President of the American Library Association
- In office 1951–1952
- Preceded by: Clarence R. Graham
- Succeeded by: Robert Bingham Downs

Personal details
- Born: Loleta Irene Dawson May 14, 1894 Clinton, Iowa, US
- Died: March 15, 1990 (aged 95) East Lansing, Michigan, US
- Spouse: Clarence E. Fyan ​(m. 1926)​
- Parents: Albert Foster Dawson; Phoebe R. DeGroat;
- Alma mater: Wellesley College
- Occupation: Librarian

= Loleta Fyan =

American librarian

Loleta Dawson Fyan (May 14, 1894 – March 15, 1990) was President of the American Library Association in 1951-1952. She was the
first professional librarian for the State of Michigan (1941 to 1961). Long before the invention of the creation of the Internet, she believed that information should be available to all. She was instrumental in the passing of federal support for libraries.

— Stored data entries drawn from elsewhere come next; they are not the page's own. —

//! Stream session tests
//!
//! All timing assertions run on tokio's paused clock.

use camtether::config::StreamConfig;
use camtether::link::ActiveLink;
use camtether::testing::{RecordingSink, Reply, StubControl};
use camtether::{
    CameraCommand, CameraEndpoint, ControlFailure, StreamSession, StreamState, TetherConfig,
    TetherError,
};
use std::sync::Arc;
use std::time::Duration;
use tokio::time::Instant;
use tokio_util::sync::CancellationToken;

struct Fixture {
    camera: Arc<StubControl>,
    sink: Arc<RecordingSink>,
    session: StreamSession,
}

fn fixture() -> Fixture {
    let config = TetherConfig::default();
    let camera = Arc::new(StubControl::new(CameraEndpoint::access_point(&config)));
    let sink = Arc::new(RecordingSink::new());
    let link = Arc::new(ActiveLink::new(camera.clone()));
    let session = StreamSession::new(
        link,
        sink.clone(),
        config.stream.clone(),
        config.camera.stream_url.clone(),
    );
    Fixture {
        camera,
        sink,
        session,
    }
}

fn count(camera: &StubControl, command: CameraCommand) -> usize {
    camera.commands().iter().filter(|c| **c == command).count()
}

#[cfg(test)]
mod request_stream_tests {
    use super::*;

    #[tokio::test(start_paused = true)]
    async fn test_request_stream_success() {
        let f = fixture();
        let invoked = Instant::now();

        assert!(f.session.request_stream().await);

        assert_eq!(f.session.state(), StreamState::Streaming);
        assert_eq!(f.sink.endpoints(), vec!["udp://@0.0.0.0:8554".to_string()]);
        assert_eq!(f.sink.buffering(), vec![true]);

        let stop_recording = f.camera.received_at(CameraCommand::StopRecording).unwrap();
        let start_stream = f.camera.received_at(CameraCommand::StartStream).unwrap();
        assert!(stop_recording <= start_stream);
        assert!(start_stream - invoked >= Duration::from_secs(2));
    }

    #[tokio::test(start_paused = true)]
    async fn test_hanging_camera_hits_deadline() {
        let f = fixture();
        f.camera.reply(CameraCommand::StartStream, Reply::Hang);
        let invoked = Instant::now();

        let result = f.session.start_stream_detailed().await;

        assert!(matches!(
            result,
            Err(TetherError::DeadlineExceeded(d)) if d == Duration::from_secs(10)
        ));
        assert!(invoked.elapsed() <= Duration::from_secs(10));
        assert_eq!(f.session.state(), StreamState::Idle);
        assert_eq!(f.sink.buffering(), vec![true, false]);
        assert!(f.sink.endpoints().is_empty());
    }

    #[tokio::test(start_paused = true)]
    async fn test_camera_error_reports_false() {
        let f = fixture();
        f.camera.reply(
            CameraCommand::StartStream,
            Reply::Fail(ControlFailure::HttpError(500)),
        );

        assert!(!f.session.request_stream().await);
        assert_eq!(f.session.state(), StreamState::Idle);

        let detailed = f.session.start_stream_detailed().await;
        assert!(matches!(
            detailed,
            Err(TetherError::Control(ControlFailure::HttpError(500)))
        ));
    }

    #[tokio::test(start_paused = true)]
    async fn test_state_transitions_are_published() {
        let f = fixture();
        let mut states = f.session.subscribe();

        let watcher = async {
            states.changed().await.unwrap();
            *states.borrow_and_update()
        };
        let (first, started) = tokio::join!(watcher, f.session.request_stream());

        assert_eq!(first, StreamState::Starting);
        assert!(started);
        assert_eq!(*states.borrow(), StreamState::Streaming);
    }
}

#[cfg(test)]
mod stop_stream_tests {
    use super::*;

    #[tokio::test(start_paused = true)]
    async fn test_stop_from_idle_still_sends_command() {
        let f = fixture();

        assert!(f.session.stop_stream().await);

        assert_eq!(f.camera.commands(), vec![CameraCommand::StopStream]);
        assert_eq!(f.session.state(), StreamState::Idle);
        assert_eq!(f.sink.cleared(), 1);
    }

    #[tokio::test(start_paused = true)]
    async fn test_failed_stop_restores_previous_state() {
        let f = fixture();
        assert!(f.session.request_stream().await);

        f.camera.reply(
            CameraCommand::StopStream,
            Reply::Fail(ControlFailure::EmptyBody),
        );
        assert!(!f.session.stop_stream().await);

        assert_eq!(f.session.state(), StreamState::Streaming);
        assert_eq!(f.sink.cleared(), 0);
    }

    #[tokio::test(start_paused = true)]
    async fn test_hanging_stop_hits_deadline() {
        let f = fixture();
        f.camera.reply(CameraCommand::StopStream, Reply::Hang);
        let invoked = Instant::now();

        assert!(!f.session.stop_stream().await);
        assert_eq!(invoked.elapsed(), Duration::from_secs(10));
        assert_eq!(f.session.state(), StreamState::Idle);
    }
}

#[cfg(test)]
mod link_lost_tests {
    use super::*;

    #[tokio::test(start_paused = true)]
    async fn test_link_lost_while_streaming_clears_sink() {
        let f = fixture();
        assert!(f.session.request_stream().await);

        f.session.on_link_lost();

        assert_eq!(f.session.state(), StreamState::Idle);
        assert_eq!(f.sink.cleared(), 1);
        assert_eq!(f.sink.buffering(), vec![true, false]);
    }

    #[tokio::test(start_paused = true)]
    async fn test_link_lost_supersedes_pending_start() {
        let f = fixture();

        let (started, _) = tokio::join!(f.session.start_stream_detailed(), async {
            tokio::time::sleep(Duration::from_secs(1)).await;
            f.session.on_link_lost();
        });

        assert!(matches!(started, Err(TetherError::Superseded)));
        assert_eq!(count(&f.camera, CameraCommand::StartStream), 0);
        assert_eq!(f.session.state(), StreamState::Idle);
    }

    #[tokio::test]
    async fn test_link_lost_when_idle_leaves_sink_alone() {
        let f = fixture();
        f.session.on_link_lost();
        assert_eq!(f.sink.cleared(), 0);
        assert!(f.sink.buffering().is_empty());
    }
}

#[cfg(test)]
mod overlap_tests {
    use super::*;

    #[tokio::test(start_paused = true)]
    async fn test_stop_during_settle_cancels_pending_start() {
        let f = fixture();

        let (started, stopped) = tokio::join!(f.session.start_stream_detailed(), async {
            tokio::time::sleep(Duration::from_secs(1)).await;
            f.session.stop_stream().await
        });

        assert!(matches!(started, Err(TetherError::Superseded)));
        assert!(stopped);
        // Stop was the last intent, so it is the last stream command on the wire.
        assert_eq!(
            f.camera.commands(),
            vec![CameraCommand::StopRecording, CameraCommand::StopStream]
        );
        assert_eq!(f.session.state(), StreamState::Idle);
        assert!(f.sink.endpoints().is_empty());
    }

    #[tokio::test(start_paused = true)]
    async fn test_stop_while_start_in_flight_is_sent_after_it() {
        let f = fixture();
        f.camera.reply(
            CameraCommand::StartStream,
            Reply::Delayed(Duration::from_secs(5)),
        );

        let (started, stopped) = tokio::join!(f.session.request_stream(), async {
            tokio::time::sleep(Duration::from_secs(3)).await;
            f.session.stop_stream().await
        });

        assert!(started);
        assert!(stopped);
        let stream_commands: Vec<_> = f
            .camera
            .commands()
            .into_iter()
            .filter(|c| *c != CameraCommand::StopRecording)
            .collect();
        assert_eq!(
            stream_commands,
            vec![CameraCommand::StartStream, CameraCommand::StopStream]
        );
        assert_eq!(f.session.state(), StreamState::Idle);
        assert!(f.sink.endpoints().is_empty());
    }

    #[tokio::test(start_paused = true)]
    async fn test_start_issued_during_stop_wins() {
        let f = fixture();
        f.camera.reply(
            CameraCommand::StopStream,
            Reply::Delayed(Duration::from_secs(5)),
        );

        let (stopped, started) = tokio::join!(f.session.stop_stream(), async {
            tokio::time::sleep(Duration::from_secs(1)).await;
            f.session.request_stream().await
        });

        assert!(stopped);
        assert!(started);
        assert_eq!(f.session.state(), StreamState::Streaming);
        assert_eq!(f.sink.cleared(), 0);
        assert_eq!(f.sink.endpoints().len(), 1);
    }

    #[tokio::test(start_paused = true)]
    async fn test_repeated_requests_send_one_start() {
        let f = fixture();

        let (a, b) = tokio::join!(f.session.request_stream(), f.session.request_stream());

        // The first request is superseded during its settle delay.
        assert!(!a);
        assert!(b);
        assert_eq!(count(&f.camera, CameraCommand::StartStream), 1);
        assert_eq!(f.session.state(), StreamState::Streaming);
        assert_eq!(f.sink.endpoints().len(), 1);
    }

    #[tokio::test(start_paused = true)]
    async fn test_concurrent_burst_settles_on_last_intent() {
        let f = fixture();
        f.camera.reply(
            CameraCommand::StartStream,
            Reply::Delayed(Duration::from_secs(1)),
        );

        let calls = (0..4).map(|i| {
            let session = &f.session;
            async move {
                tokio::time::sleep(Duration::from_millis(100 * i)).await;
                if i == 3 {
                    session.stop_stream().await
                } else {
                    session.request_stream().await
                }
            }
        });
        let results = futures::future::join_all(calls).await;

        assert_eq!(results, vec![false, false, false, true]);
        assert_eq!(count(&f.camera, CameraCommand::StartStream), 0);
        assert_eq!(f.session.state(), StreamState::Idle);
        assert!(f.sink.endpoints().is_empty());
    }
}

#[cfg(test)]
mod keep_streaming_tests {
    use super::*;

    #[tokio::test(start_paused = true)]
    async fn test_keep_streaming_retries_until_started() {
        let f = fixture();
        f.camera.reply(
            CameraCommand::StartStream,
            Reply::Fail(ControlFailure::HttpError(503)),
        );

        let (started, _) = tokio::join!(
            f.session.keep_streaming(CancellationToken::new()),
            async {
                // First attempt fails at 2s; the second one calls the camera at 5s.
                tokio::time::sleep(Duration::from_secs(4)).await;
                f.camera.reply(CameraCommand::StartStream, Reply::Ok("{}"));
            }
        );

        assert!(started);
        assert_eq!(count(&f.camera, CameraCommand::StartStream), 2);
        assert_eq!(f.session.state(), StreamState::Streaming);
    }

    #[tokio::test(start_paused = true)]
    async fn test_keep_streaming_stops_on_cancel() {
        let f = fixture();
        f.camera.reply(
            CameraCommand::StartStream,
            Reply::Fail(ControlFailure::HttpError(503)),
        );
        let cancel = CancellationToken::new();

        let (started, _) = tokio::join!(f.session.keep_streaming(cancel.clone()), async {
            tokio::time::sleep(Duration::from_secs(7)).await;
            cancel.cancel();
        });

        assert!(!started);
        assert!(count(&f.camera, CameraCommand::StartStream) >= 2);
        assert_ne!(f.session.state(), StreamState::Streaming);
    }

    #[tokio::test(start_paused = true)]
    async fn test_keep_streaming_yields_to_stop() {
        let f = fixture();
        f.camera.reply(
            CameraCommand::StartStream,
            Reply::Fail(ControlFailure::HttpError(503)),
        );

        let (started, stopped) = tokio::join!(
            f.session.keep_streaming(CancellationToken::new()),
            async {
                tokio::time::sleep(Duration::from_secs(1)).await;
                f.session.stop_stream().await
            }
        );

        assert!(!started);
        assert!(stopped);
        assert_eq!(count(&f.camera, CameraCommand::StartStream), 0);
        assert_eq!(f.session.state(), StreamState::Idle);
    }

    #[test]
    fn test_defaults_match_camera_timings() {
        let timings = StreamConfig {
            deadline_ms: 10_000,
            settle_delay_ms: 2_000,
            restart_delay_ms: 1_000,
        };
        assert_eq!(TetherConfig::default().stream, timings);
        assert_eq!(timings.deadline(), Duration::from_secs(10));
    }
}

==Early life and education==
Loleta Irene Dawson was born 14 May 1894 in Clinton, Iowa. Her father, Albert Foster Dawson, was a U.S. Representative from Iowa. Dawson's political activity may have been an influence on Fyan's lifelong participation in a variety of organizations, including the American Library Association, the Michigan Library Association, the League of Women Voters and the Michigan Rural-Urban Women's Conference. Because of her father's position, she was able to meet Presidents Theodore Roosevelt and William Howard Taft. Fyan's mother was Phoebe R. (DeGroat) Dawson, whose family came to Iowa via New York and the Erie Canal.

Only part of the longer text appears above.